Policy Headwinds — New Challenges For Edtech, Ecommerce, Fintech, Big Tech

Continuing on the ecommerce theme, there is another potential headache for the marketplace giants. The Indian government has already stated that the National Ecommerce Policy is coming in 2024, and besides this, the social security code for gig workers could also see the light of day after years of delay in its implementation since the initial announcement.

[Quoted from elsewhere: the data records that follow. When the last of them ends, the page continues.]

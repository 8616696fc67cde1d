//! HTTP handlers for memory inspection and administration
//!
//! - GET    /api/v1/conversations: ids with entry counts
//! - GET    /api/v1/conversations/:id: conversation detail
//! - DELETE /api/v1/conversations/:id: delete conversation
//! - GET    /api/v1/conversations/:id/entries: entries (no embeddings)
//! - PUT    /api/v1/conversations/:id/entries/:entryId: replace entry text
//! - GET    /api/v1/conversations/:id/revisions: revision chain
//! - GET    /api/v1/conversations/:id/revisions/:revisionId/state: replayed state
//! - POST   /api/v1/conversations/:id/search: scored retrieval

use crate::api::ApiError;
use crate::error::Error;
use crate::memory::entry::MemoryEntry;
use crate::memory::retrieval::{RetrievalEngine, RetrievalParams};
use crate::memory::store::EntryStore;
use crate::memory::versioning::{replay, Mutation, Revision};
use crate::memory::writer::MemoryWriter;
use crate::providers::{with_timeout, Embedder};
use axum::{
    extract::{Path, State},
    response::{IntoResponse, Response},
    routing::{get, post, put},
    Json, Router,
};
use chrono::{DateTime, Utc};
use serde::{Deserialize, Serialize};
use std::sync::Arc;
use std::time::Duration;
use uuid::Uuid;

/// Shared state for memory handlers
#[derive(Clone)]
pub struct MemoryState {
    pub store: Arc<EntryStore>,
    pub writer: Arc<MemoryWriter>,
    pub retrieval: Arc<RetrievalEngine>,
    pub embedder: Arc<dyn Embedder>,
    pub embed_timeout: Duration,
}

/// Create the memory admin router
pub fn memory_router(state: MemoryState) -> Router {
    Router::new()
        .route("/api/v1/conversations", get(list_conversations))
        .route(
            "/api/v1/conversations/:id",
            get(get_conversation).delete(delete_conversation),
        )
        .route("/api/v1/conversations/:id/entries", get(list_entries))
        .route(
            "/api/v1/conversations/:id/entries/:entry_id",
            put(update_entry),
        )
        .route("/api/v1/conversations/:id/revisions", get(list_revisions))
        .route(
            "/api/v1/conversations/:id/revisions/:revision_id/state",
            get(revision_state),
        )
        .route("/api/v1/conversations/:id/search", post(search))
        .with_state(state)
}

// =============================================================================
// Views
// =============================================================================

#[derive(Debug, Serialize)]
#[serde(rename_all = "camelCase")]
struct ConversationSummary {
    id: String,
    entry_count: usize,
    updated_at: DateTime<Utc>,
}

/// Entry without its embedding
#[derive(Debug, Serialize)]
#[serde(rename_all = "camelCase")]
struct EntryView {
    id: Uuid,
    text: String,
    created_at: DateTime<Utc>,
    last_accessed: DateTime<Utc>,
    access_count: u32,
    source_turn_ref: Option<String>,
    revision_id: Option<Uuid>,
}

impl From<MemoryEntry> for EntryView {
    fn from(e: MemoryEntry) -> Self {
        Self {
            id: e.id,
            text: e.text,
            created_at: e.created_at,
            last_accessed: e.last_accessed,
            access_count: e.access_count,
            source_turn_ref: e.source_turn_ref,
            revision_id: e.revision_id,
        }
    }
}

#[derive(Debug, Serialize)]
#[serde(rename_all = "camelCase")]
struct RevisionView {
    id: Uuid,
    parent: Option<Uuid>,
    timestamp: DateTime<Utc>,
    kind: &'static str,
    entry_id: Option<Uuid>,
    /// Entry text after the mutation (before, for removals), or the summary
    text: Option<String>,
}

impl From<Revision> for RevisionView {
    fn from(rev: Revision) -> Self {
        let kind = rev.mutation.kind();
        let (entry_id, text) = match rev.mutation {
            Mutation::Insert { after } | Mutation::Update { after, .. } => {
                (Some(after.id), Some(after.text))
            }
            Mutation::Evict { before } | Mutation::Delete { before } => {
                (Some(before.id), Some(before.text))
            }
            Mutation::Summary { after, .. } => (None, after),
        };
        Self {
            id: rev.id,
            parent: rev.parent,
            timestamp: rev.timestamp,
            kind,
            entry_id,
            text,
        }
    }
}

#[derive(Debug, Serialize)]
#[serde(rename_all = "camelCase")]
struct ReplayView {
    revision_id: Uuid,
    summary: Option<String>,
    entries: Vec<EntryView>,
}

// =============================================================================
// Request types
// =============================================================================

#[derive(Debug, Deserialize)]
struct UpdateEntryRequest {
    text: String,
}

#[derive(Debug, Deserialize)]
#[serde(rename_all = "camelCase")]
struct SearchRequest {
    query: String,
    top_k: Option<usize>,
    mmr_lambda: Option<f32>,
    recency_weight: Option<f32>,
    score_threshold: Option<f32>,
}

fn parse_uuid(raw: &str, what: &str) -> Result<Uuid, ApiError> {
    Uuid::parse_str(raw).map_err(|_| ApiError::bad_request(format!("Invalid {} id: {}", what, raw)))
}

// =============================================================================
// Handlers
// =============================================================================

/// GET /api/v1/conversations
async fn list_conversations(State(state): State<MemoryState>) -> impl IntoResponse {
    let list: Vec<ConversationSummary> = state
        .store
        .conversations()
        .await
        .into_iter()
        .map(|c| ConversationSummary {
            id: c.id,
            entry_count: c.entry_count,
            updated_at: c.updated_at,
        })
        .collect();
    Json(list)
}

/// GET /api/v1/conversations/:id
async fn get_conversation(State(state): State<MemoryState>, Path(id): Path<String>) -> Response {
    match state.store.conversation(&id).await {
        Some(conversation) => Json(conversation).into_response(),
        None => ApiError::not_found(format!("Conversation {} not found", id)).into_response(),
    }
}

/// DELETE /api/v1/conversations/:id
async fn delete_conversation(
    State(state): State<MemoryState>,
    Path(id): Path<String>,
) -> Response {
    match state.writer.delete_conversation(&id).await {
        Ok(removed) => Json(serde_json::json!({
            "id": id,
            "deletedEntries": removed.len(),
        }))
        .into_response(),
        Err(e) => ApiError::from_error(&e).into_response(),
    }
}

/// GET /api/v1/conversations/:id/entries
async fn list_entries(State(state): State<MemoryState>, Path(id): Path<String>) -> Response {
    if state.store.meta(&id).await.is_none() {
        return ApiError::not_found(format!("Conversation {} not found", id)).into_response();
    }
    let entries: Vec<EntryView> = state
        .store
        .list(&id)
        .await
        .into_iter()
        .map(EntryView::from)
        .collect();
    Json(entries).into_response()
}

/// PUT /api/v1/conversations/:id/entries/:entryId
async fn update_entry(
    State(state): State<MemoryState>,
    Path((id, entry_id)): Path<(String, String)>,
    Json(request): Json<UpdateEntryRequest>,
) -> Response {
    let entry_id = match parse_uuid(&entry_id, "entry") {
        Ok(u) => u,
        Err(e) => return e.into_response(),
    };
    let text = request.text.trim().to_string();
    if text.is_empty() {
        return ApiError::bad_request("Entry text must not be empty").into_response();
    }

    let embedding = with_timeout("entry embedding", state.embed_timeout, async {
        let v = state.embedder.embed(&text).await?;
        state.store.check_dimension(&v)?;
        Ok(v)
    })
    .await;
    let embedding = match embedding {
        Ok(v) => v,
        Err(e) => return ApiError::from_error(&e).into_response(),
    };

    match state.writer.update_entry(&id, entry_id, text, embedding).await {
        Ok(entry) => Json(EntryView::from(entry)).into_response(),
        Err(e) => ApiError::from_error(&e).into_response(),
    }
}

/// GET /api/v1/conversations/:id/revisions
async fn list_revisions(State(state): State<MemoryState>, Path(id): Path<String>) -> Response {
    match state.writer.revisions().history(&id).await {
        Ok(history) => {
            let views: Vec<RevisionView> = history.into_iter().map(RevisionView::from).collect();
            Json(views).into_response()
        }
        Err(e) => ApiError::from_error(&e).into_response(),
    }
}

/// GET /api/v1/conversations/:id/revisions/:revisionId/state
async fn revision_state(
    State(state): State<MemoryState>,
    Path((id, revision_id)): Path<(String, String)>,
) -> Response {
    let revision_id = match parse_uuid(&revision_id, "revision") {
        Ok(u) => u,
        Err(e) => return e.into_response(),
    };
    let replayed = match state.writer.revisions().history(&id).await {
        Ok(history) => replay(&history, Some(revision_id)),
        Err(e) => Err(e),
    };
    match replayed {
        Ok(replayed) => Json(ReplayView {
            revision_id,
            summary: replayed.summary,
            entries: replayed.entries.into_iter().map(EntryView::from).collect(),
        })
        .into_response(),
        Err(e) => ApiError::from_error(&e).into_response(),
    }
}

/// POST /api/v1/conversations/:id/search
async fn search(
    State(state): State<MemoryState>,
    Path(id): Path<String>,
    Json(request): Json<SearchRequest>,
) -> Response {
    let defaults = state.retrieval.defaults();
    let params = RetrievalParams {
        top_k: request.top_k.unwrap_or(defaults.top_k),
        mmr_lambda: request.mmr_lambda.unwrap_or(defaults.mmr_lambda),
        recency_weight: request.recency_weight.unwrap_or(defaults.recency_weight),
        score_threshold: request.score_threshold.unwrap_or(defaults.score_threshold),
    };

    match state
        .retrieval
        .retrieve_with(&id, &request.query, &params)
        .await
    {
        Ok(hits) => Json(hits).into_response(),
        // Invalid knobs from the request body are a client error here
        Err(Error::Config(msg)) => ApiError::bad_request(msg).into_response(),
        Err(e) => ApiError::from_error(&e).into_response(),
    }
}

Rules Of The Ecommerce Game: The ecommerce policy is widely expected to be in favour of small sellers and could further complicate the holding structures of marketplace giants and the alleged preferential treatment for some large sellers. Besides this, discounting and predatory pricing are two other points where the policy could disrupt the existing incumbents, allowing room for more players to break through.

Will Gig Workers Get Their Due? With issues in gig economy platforms persisting in 2023, the social security code could be a much-needed relief for part-time delivery workers and mobility partners. In particular, startups and platforms would have to allocate a portion of their revenue for gratuity, pension, provident fund contributions and insurance of gig workers.

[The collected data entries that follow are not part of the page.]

//! memproxy configuration management
//!
//! One typed configuration value is loaded from TOML (or defaults), validated
//! once at startup with [`ProxyConfig::validate`], and then cloned into each
//! component. Nothing re-reads or re-derives configuration at request time.

use crate::error::{Error, Result};
use crate::memory::similarity::{RecencyDecay, SimilarityMetric};
use serde::{Deserialize, Serialize};
use std::path::{Path, PathBuf};

/// Main memproxy configuration
#[derive(Debug, Clone, Default, Serialize, Deserialize)]
#[serde(default)]
pub struct ProxyConfig {
    /// Inbound HTTP server
    pub gateway: GatewayConfig,

    /// Upstream LLM endpoint
    pub upstream: UpstreamConfig,

    /// Embedding collaborator
    pub embedding: EmbeddingConfig,

    /// Fact-extraction collaborator
    pub extraction: ExtractionConfig,

    /// Retrieval, eviction and versioning knobs
    pub memory: MemoryConfig,

    /// Background ingestion workers
    pub ingestion: IngestionConfig,

    /// Durable storage
    pub storage: StorageConfig,
}

impl ProxyConfig {
    /// Load a configuration file and validate it.
    pub fn load(path: &Path) -> Result<Self> {
        let content = std::fs::read_to_string(path).map_err(|e| {
            Error::Config(format!("Failed to read {}: {}", path.display(), e))
        })?;
        let config: Self = toml::from_str(&content)
            .map_err(|e| Error::Config(format!("Failed to parse {}: {}", path.display(), e)))?;
        config.validate()?;
        Ok(config)
    }

    /// Reject invalid thresholds, weights and capacities.
    pub fn validate(&self) -> Result<()> {
        self.memory.validate()?;

        if self.embedding.dimension == 0 {
            return Err(Error::Config("embedding.dimension must be >= 1".into()));
        }
        for (name, url) in [
            ("upstream.base_url", &self.upstream.base_url),
            ("embedding.base_url", &self.embedding.base_url),
            ("extraction.base_url", &self.extraction.base_url),
        ] {
            if url.trim().is_empty() {
                return Err(Error::Config(format!("{} must not be empty", name)));
            }
        }
        for (name, ms) in [
            ("upstream.timeout_ms", self.upstream.timeout_ms),
            ("embedding.timeout_ms", self.embedding.timeout_ms),
            ("extraction.timeout_ms", self.extraction.timeout_ms),
        ] {
            if ms == 0 {
                return Err(Error::Config(format!("{} must be > 0", name)));
            }
        }
        if self.ingestion.workers == 0 {
            return Err(Error::Config("ingestion.workers must be >= 1".into()));
        }
        if self.ingestion.queue_capacity == 0 || self.ingestion.access_queue_capacity == 0 {
            return Err(Error::Config(
                "ingestion queue capacities must be >= 1".into(),
            ));
        }
        Ok(())
    }
}

/// Gateway configuration
#[derive(Debug, Clone, Serialize, Deserialize)]
#[serde(default)]
pub struct GatewayConfig {
    /// Host to bind to
    pub host: String,

    /// Port to listen on
    pub port: u16,

    /// Allowed CORS origins (empty = any)
    pub cors_origins: Vec<String>,

    /// Append an SSE comment with memory metadata after the upstream stream ends
    pub trailing_metadata: bool,
}

impl Default for GatewayConfig {
    fn default() -> Self {
        Self {
            host: "127.0.0.1".to_string(),
            port: 18800,
            cors_origins: Vec::new(),
            trailing_metadata: false,
        }
    }
}

/// Upstream LLM endpoint configuration
#[derive(Debug, Clone, Serialize, Deserialize)]
#[serde(default)]
pub struct UpstreamConfig {
    /// Base URL of an OpenAI-compatible API (without `/v1/...`)
    pub base_url: String,

    /// Environment variable holding the API key, if any
    pub api_key_env: Option<String>,

    /// Request timeout in milliseconds (connect + headers)
    pub timeout_ms: u64,
}

impl Default for UpstreamConfig {
    fn default() -> Self {
        Self {
            base_url: "https://api.openai.com".to_string(),
            api_key_env: Some("OPENAI_API_KEY".to_string()),
            timeout_ms: 120_000,
        }
    }
}

/// Embedding collaborator configuration
#[derive(Debug, Clone, Serialize, Deserialize)]
#[serde(default)]
pub struct EmbeddingConfig {
    /// Base URL of an OpenAI-compatible embeddings API
    pub base_url: String,

    /// Embedding model name
    pub model: String,

    /// Fixed dimension shared by every stored embedding
    pub dimension: usize,

    /// Environment variable holding the API key, if any
    pub api_key_env: Option<String>,

    /// Per-call timeout in milliseconds
    pub timeout_ms: u64,
}

impl Default for EmbeddingConfig {
    fn default() -> Self {
        Self {
            base_url: "https://api.openai.com".to_string(),
            model: "text-embedding-3-small".to_string(),
            dimension: 1536,
            api_key_env: Some("OPENAI_API_KEY".to_string()),
            timeout_ms: 5_000,
        }
    }
}

/// Fact-extraction collaborator configuration
#[derive(Debug, Clone, Serialize, Deserialize)]
#[serde(default)]
pub struct ExtractionConfig {
    /// Base URL of an OpenAI-compatible chat API
    pub base_url: String,

    /// Model used to extract facts and roll summaries
    pub model: String,

    /// Environment variable holding the API key, if any
    pub api_key_env: Option<String>,

    /// Per-call timeout in milliseconds
    pub timeout_ms: u64,

    /// Upper bound on facts accepted from a single exchange
    pub max_facts: usize,
}

impl Default for ExtractionConfig {
    fn default() -> Self {
        Self {
            base_url: "https://api.openai.com".to_string(),
            model: "gpt-4o-mini".to_string(),
            api_key_env: Some("OPENAI_API_KEY".to_string()),
            timeout_ms: 20_000,
            max_facts: 8,
        }
    }
}

/// Memory engine configuration
#[derive(Debug, Clone, Serialize, Deserialize)]
#[serde(default)]
pub struct MemoryConfig {
    /// Number of memories returned per query
    pub top_k: usize,

    /// Maximum entries kept per conversation
    pub max_entries: usize,

    /// MMR trade-off: 1.0 = pure relevance, 0.0 = pure diversity
    pub mmr_lambda: f32,

    /// Weight of recency in the combined score
    pub recency_weight: f32,

    /// Minimum combined score for a memory to be returned
    pub score_threshold: f32,

    /// Candidates more similar than this to a stored entry are discarded
    pub dedup_threshold: f32,

    /// Maintain a rolling per-conversation summary
    pub summarization: bool,

    /// Record every mutation in the revision chain
    pub versioning: bool,

    /// Similarity measure for query relevance and MMR diversity
    pub similarity: SimilarityMetric,

    /// Recency decay applied to entry age
    pub recency_decay: RecencyDecay,
}

impl Default for MemoryConfig {
    fn default() -> Self {
        Self {
            top_k: 5,
            max_entries: 200,
            mmr_lambda: 0.7,
            recency_weight: 0.2,
            score_threshold: 0.3,
            dedup_threshold: 0.92,
            summarization: false,
            versioning: true,
            similarity: SimilarityMetric::Cosine,
            recency_decay: RecencyDecay::default(),
        }
    }
}

impl MemoryConfig {
    /// Validate the memory knobs
    pub fn validate(&self) -> Result<()> {
        if self.top_k == 0 {
            return Err(Error::Config("memory.top_k must be >= 1".into()));
        }
        if self.max_entries == 0 {
            return Err(Error::Config("memory.max_entries must be >= 1".into()));
        }
        for (name, value) in [
            ("memory.mmr_lambda", self.mmr_lambda),
            ("memory.recency_weight", self.recency_weight),
            ("memory.score_threshold", self.score_threshold),
            ("memory.dedup_threshold", self.dedup_threshold),
        ] {
            if !value.is_finite() || !(0.0..=1.0).contains(&value) {
                return Err(Error::Config(format!(
                    "{} must be within [0, 1], got {}",
                    name, value
                )));
            }
        }
        self.recency_decay.validate()
    }
}

/// Ingestion worker pool configuration
#[derive(Debug, Clone, Serialize, Deserialize)]
#[serde(default)]
pub struct IngestionConfig {
    /// Number of worker tasks draining the ingestion queue
    pub workers: usize,

    /// Pending exchanges held before new submissions are rejected
    pub queue_capacity: usize,

    /// Pending access-stat updates held before new ones are dropped
    pub access_queue_capacity: usize,
}

impl Default for IngestionConfig {
    fn default() -> Self {
        Self {
            workers: 2,
            queue_capacity: 256,
            access_queue_capacity: 1024,
        }
    }
}

/// Storage backend type
#[derive(Debug, Clone, Copy, PartialEq, Eq, Serialize, Deserialize, Default)]
#[serde(rename_all = "snake_case")]
pub enum StorageBackend {
    /// JSON files under `base_dir` (default)
    #[default]
    File,

    /// Process memory only; lost on restart
    Memory,
}

/// Storage configuration
#[derive(Debug, Clone, Serialize, Deserialize)]
#[serde(default)]
pub struct StorageConfig {
    /// Backend type
    pub backend: StorageBackend,

    /// Base directory for entries and revision logs
    pub base_dir: PathBuf,
}

impl Default for StorageConfig {
    fn default() -> Self {
        Self {
            backend: StorageBackend::File,
            base_dir: dirs_next::data_local_dir()
                .unwrap_or_else(|| PathBuf::from("."))
                .join("memproxy"),
        }
    }
}

/// Read an API key from the environment variable named in config.
pub fn resolve_api_key(env_var: Option<&str>) -> Option<String> {
    let name = env_var?;
    std::env::var(name)
        .or_else(|_| std::env::var(name.to_uppercase()))
        .ok()
        .filter(|v| !v.is_empty())
}

#[cfg(test)]
mod tests {
    use super::*;

    #[test]
    fn test_default_config_is_valid() {
        let config = ProxyConfig::default();
        assert!(config.validate().is_ok());
        assert_eq!(config.gateway.port, 18800);
        assert!(config.memory.versioning);
        assert!(!config.memory.summarization);
    }

    #[test]
    fn test_rejects_out_of_range_lambda() {
        let mut config = ProxyConfig::default();
        config.memory.mmr_lambda = 1.5;
        let err = config.validate().unwrap_err();
        assert!(matches!(err, Error::Config(_)));
        assert!(err.to_string().contains("mmr_lambda"));
    }

    #[test]
    fn test_rejects_nan_threshold() {
        let mut config = ProxyConfig::default();
        config.memory.score_threshold = f32::NAN;
        assert!(config.validate().is_err());
    }

    #[test]
    fn test_rejects_zero_capacity() {
        let mut config = ProxyConfig::default();
        config.memory.max_entries = 0;
        assert!(config.validate().is_err());

        let mut config = ProxyConfig::default();
        config.memory.top_k = 0;
        assert!(config.validate().is_err());
    }

    #[test]
    fn test_rejects_zero_workers() {
        let mut config = ProxyConfig::default();
        config.ingestion.workers = 0;
        assert!(config.validate().is_err());
    }

    #[test]
    fn test_partial_toml_uses_defaults() {
        let toml = r#"
            [memory]
            top_k = 3
            max_entries = 10
            recency_decay = { kind = "linear", horizon_secs = 3600 }

            [storage]
            backend = "memory"
        "#;
        let config: ProxyConfig = toml::from_str(toml).unwrap();
        assert_eq!(config.memory.top_k, 3);
        assert_eq!(config.memory.max_entries, 10);
        assert_eq!(config.memory.mmr_lambda, 0.7);
        assert_eq!(config.storage.backend, StorageBackend::Memory);
        assert!(matches!(
            config.memory.recency_decay,
            RecencyDecay::Linear { horizon_secs: 3600 }
        ));
        assert!(config.validate().is_ok());
    }

    #[test]
    fn test_load_from_file() {
        let dir = tempfile::TempDir::new().unwrap();
        let path = dir.path().join("memproxy.toml");
        std::fs::write(&path, "[memory]\nmmr_lambda = 2.0\n").unwrap();
        assert!(matches!(ProxyConfig::load(&path), Err(Error::Config(_))));

        std::fs::write(&path, "[gateway]\nport = 9000\n").unwrap();
        let config = ProxyConfig::load(&path).unwrap();
        assert_eq!(config.gateway.port, 9000);
    }

    #[test]
    fn test_config_round_trips_through_toml() {
        let config = ProxyConfig::default();
        let text = toml::to_string_pretty(&config).unwrap();
        let parsed: ProxyConfig = toml::from_str(&text).unwrap();
        assert_eq!(parsed.memory.top_k, config.memory.top_k);
        assert_eq!(parsed.embedding.dimension, config.embedding.dimension);
    }

    #[test]
    fn test_resolve_api_key_missing() {
        assert!(resolve_api_key(None).is_none());
        assert!(resolve_api_key(Some("MEMPROXY_TEST_SURELY_UNSET_VAR")).is_none());
    }
}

In this context, the rising reliance on platform fees also makes sense. The logic being that companies would charge consumers to pay for workers. How this impacts the profitability of platforms remains to be determined.

The Question Of Data: Another key piece of the policy puzzle is the Digital Personal Data Protection Act and the much-discussed National AI Policy. The former is expected to give a few headaches to fintech, social media, enterprise tech and services companies, while the AI policy is likely to mandate stricter rules to deal with AI-generated content in media.

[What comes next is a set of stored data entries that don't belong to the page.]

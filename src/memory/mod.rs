//! Per-conversation memory
//!
//! - `store`: entries and conversation metadata, persisted per conversation
//! - `retrieval`: hybrid semantic/recency scoring with MMR selection
//! - `eviction`: keeps each conversation within `max_entries`
//! - `versioning`: append-only revision chain and replay
//! - `writer`: the single mutation path tying the three together

pub mod entry;
pub mod eviction;
pub mod handler;
pub mod retrieval;
pub mod similarity;
pub mod store;
pub mod versioning;
pub mod writer;

pub use entry::{Conversation, ConversationMeta, MemoryEntry, MemoryEntryBuilder, RetrievedMemory};
pub use eviction::EvictionManager;
pub use handler::{memory_router, MemoryState};
pub use retrieval::{AccessTracker, RetrievalEngine, RetrievalParams};
pub use similarity::{RecencyDecay, SimilarityMetric};
pub use store::{EntryPersistence, EntryStore, JsonFilePersistence, MemoryPersistence};
pub use versioning::{
    replay, JsonlRevisionLog, MemoryRevisionLog, Mutation, Revision, RevisionLog,
};
pub use writer::{InsertOutcome, MemoryWriter};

We have covered the contours of the DPDP Act, which brings clarity to users on how their data can be used by companies and also informs tech startups on how they must deal with users’ personal data, and consent. But, as we reported, many entities have highlighted that the law falters on aspects like implementation and a few other parameters.

All-Important AI Regulations: There is far less clarity on what a potential AI policy might entail, but if recent statements by the government are any indication, there is some momentum on this front as well. In the inaugural statement at the virtual G20 summit, PM Narendra Modi called for using technologies such as AI in a responsible manner.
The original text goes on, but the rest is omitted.